La disinformazione non è più affare di Twitter (in Europa, per ora)

“Si può scappare, ma non ci si può nascondere”. Così il commissario europeo per il Mercato interno, Thierry Breton, ha ammonito Elon Musk, che con Twitter ha abbandonato il Codice di condotta sulla disinformazione dell’Unione europea. Ma al miliardario conviene davvero fare il bulletto con l’Europa?

 

Twitter ha abbandonato il Codice di condotta sulla disinformazione dell’Unione europea a cui aderiscono le maggiori aziende tech come Google, Meta e TikTok. Ma il commissario europeo per il Mercato interno, Thierry Breton, ha comunque ricordato gli impegni che tutte le società sono chiamate a rispettare secondo il Digital Services Act (Dsa), che dal 25 agosto renderà la lotta alle fake news un obbligo giuridico.
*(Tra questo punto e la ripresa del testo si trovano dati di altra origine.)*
use tracing::{debug, warn};

use crate::core::{CancellationToken, Millis, PlotData, Viewport};
use crate::data::{DataFetcher, TimeSeriesStore};
use crate::error::ChartResult;
use crate::render::Renderer;

use super::{ChartConfiguration, ChartInstance, LoadingState};

/// Captured at load start; a completion carrying an outdated ticket is dropped.
#[derive(Debug, Clone)]
pub struct LoadTicket {
    generation: u64,
    token: CancellationToken,
}

impl LoadTicket {
    #[must_use]
    pub fn generation(&self) -> u64 {
        self.generation
    }

    #[must_use]
    pub fn is_cancelled(&self) -> bool {
        self.token.is_cancelled()
    }
}

/// What a finished load did to the chart.
#[derive(Debug, Clone, Copy, PartialEq, Eq)]
pub enum LoadOutcome {
    Loaded { series: usize, points: usize },
    /// No rows, or every requested parameter was missing.
    Empty,
    Failed,
    /// Superseded by a newer load, a configuration change or unmount.
    Stale,
}

impl LoadOutcome {
    /// `true` when the chart left its loading state normally.
    #[must_use]
    pub fn is_settled(self) -> bool {
        matches!(self, Self::Loaded { .. } | Self::Empty)
    }
}

impl<R: Renderer> ChartInstance<R> {
    /// Starts a new load generation and invalidates any in-flight one.
    pub fn begin_load(&mut self) -> LoadTicket {
        self.load_token.cancel();
        self.load_token = CancellationToken::new();
        self.generation = self.generation.wrapping_add(1);
        self.loading = LoadingState::loading();
        debug!(chart = %self.id, generation = self.generation, "chart load started");
        LoadTicket {
            generation: self.generation,
            token: self.load_token.clone(),
        }
    }

    /// Applies the result of the load identified by `ticket`.
    pub fn complete_load(
        &mut self,
        ticket: &LoadTicket,
        result: ChartResult<PlotData>,
        now: Millis,
    ) -> LoadOutcome {
        if ticket.token.is_cancelled() || ticket.generation != self.generation || !self.mounted {
            debug!(
                chart = %self.id,
                generation = ticket.generation,
                current = self.generation,
                "stale chart load discarded"
            );
            return LoadOutcome::Stale;
        }

        match result {
            Ok(data) if data.is_empty() => {
                self.clear_data();
                self.loading = LoadingState {
                    empty: true,
                    ..LoadingState::default()
                };
                debug!(chart = %self.id, "chart load returned no points");
                LoadOutcome::Empty
            }
            Ok(data) => {
                let outcome = LoadOutcome::Loaded {
                    series: data.series.len(),
                    points: data.point_count(),
                };
                self.viewport.set_full(Viewport::from_plot_data(&data));
                self.selection.borrow_mut().clear();
                self.data = Some(data);
                self.loading = LoadingState::default();
                self.ready_sent = false;
                self.needs_render = true;
                debug!(chart = %self.id, ?outcome, now, "chart load applied");
                outcome
            }
            Err(err) => {
                self.clear_data();
                self.loading = LoadingState::from_error(&err);
                if self.loading.empty {
                    debug!(chart = %self.id, error = %err, "chart data unavailable");
                    LoadOutcome::Empty
                } else {
                    warn!(chart = %self.id, error = %err, "chart load failed");
                    LoadOutcome::Failed
                }
            }
        }
    }

    /// Runs the whole fetch and merge pipeline against `store`.
    pub fn load_from(&mut self, store: &dyn TimeSeriesStore, now: Millis) -> LoadOutcome {
        let ticket = self.begin_load();
        let result = DataFetcher::new(store).load(
            &self.config.selected_data_ids,
            &self.config.x_axis_parameter,
            &self.config.y_axis_parameters,
        );
        self.complete_load(&ticket, result, now)
    }

    /// Replaces the configuration. Returns `true` when it changed, in which
    /// case the chart is a new logical chart and must be reloaded.
    pub fn set_configuration(
        &mut self,
        config: ChartConfiguration,
        now: Millis,
    ) -> ChartResult<bool> {
        if config == self.config {
            return Ok(false);
        }
        config.validate()?;

        self.load_token.cancel();
        self.generation = self.generation.wrapping_add(1);
        let axis_changed = config.axis_kind() != self.config.axis_kind();
        self.config = config;
        self.clear_data();
        self.loading = LoadingState::default();
        self.selection.borrow_mut().clear();
        self.viewport.set_interaction_locked(false);
        self.resolution.reset(now);
        if axis_changed {
            if let Some(sync) = self.sync.clone() {
                self.detach_sync();
                self.attach_sync(sync);
            }
        }
        debug!(chart = %self.id, axis_changed, "chart configuration replaced");
        Ok(true)
    }

    fn clear_data(&mut self) {
        self.data = None;
        self.viewport.clear();
        self.last_sampling.clear();
        self.rendered_revision = None;
        self.ready_sent = false;
        self.needs_render = false;
    }
}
COSA PREVEDE IL CODICE DI CONDOTTA CONTRO LA DISINFORMAZIONE

A differenza del Dsa, il Codice di condotta sulla disinformazione è volontario ed è il risultato del lavoro svolto dai firmatari, che decidono quali impegni sottoscrivere e attuare.

Tra gli obiettivi figurano: demonetizzare la diffusione della disinformazione, garantire la trasparenza della pubblicità politica, responsabilizzare gli utenti, migliorare la cooperazione con i fact-checker e fornire ai ricercatori un migliore accesso ai dati.

LE AVVISAGLIE

La notizia che Elon Musk abbia voluto lasciare il Codice di condotta sulla disinformazione, tuttavia, non è un fulmine a ciel sereno. Da quando nell’ottobre del 2022 è diventato proprietario di Twitter, per abbattere i costi, non ha perso tempo a chiudere interi reparti, tra cui quelli responsabili della moderazione globale dei contenuti.

Ha anche eliminato l’accesso gratuito degli sviluppatori di terze parti all’interfaccia di programmazione delle applicazioni di Twitter, ovvero la possibilità per i piccoli creatori di contenuti di pubblicare il loro lavoro e ottenere un pubblico più vasto. E questo è in contrasto con il Codice di condotta Ue.

Ma come osserva Quartz, a Musk non è mai importato molto di rispettarlo.

MUSK, ALUNNO DISCOLO

Il patron di Tesla, Space X, Neuralink e chi più ne ha più ne metta si era già dimostrato un alunno non certo modello quando lo scorso febbraio aveva presentato un rapporto abbastanza deludente circa la conformità del social al Codice. L’Ue lo aveva ammonito, ma il fatto che ora lo abbandoni del tutto dimostra quanto può interessargli.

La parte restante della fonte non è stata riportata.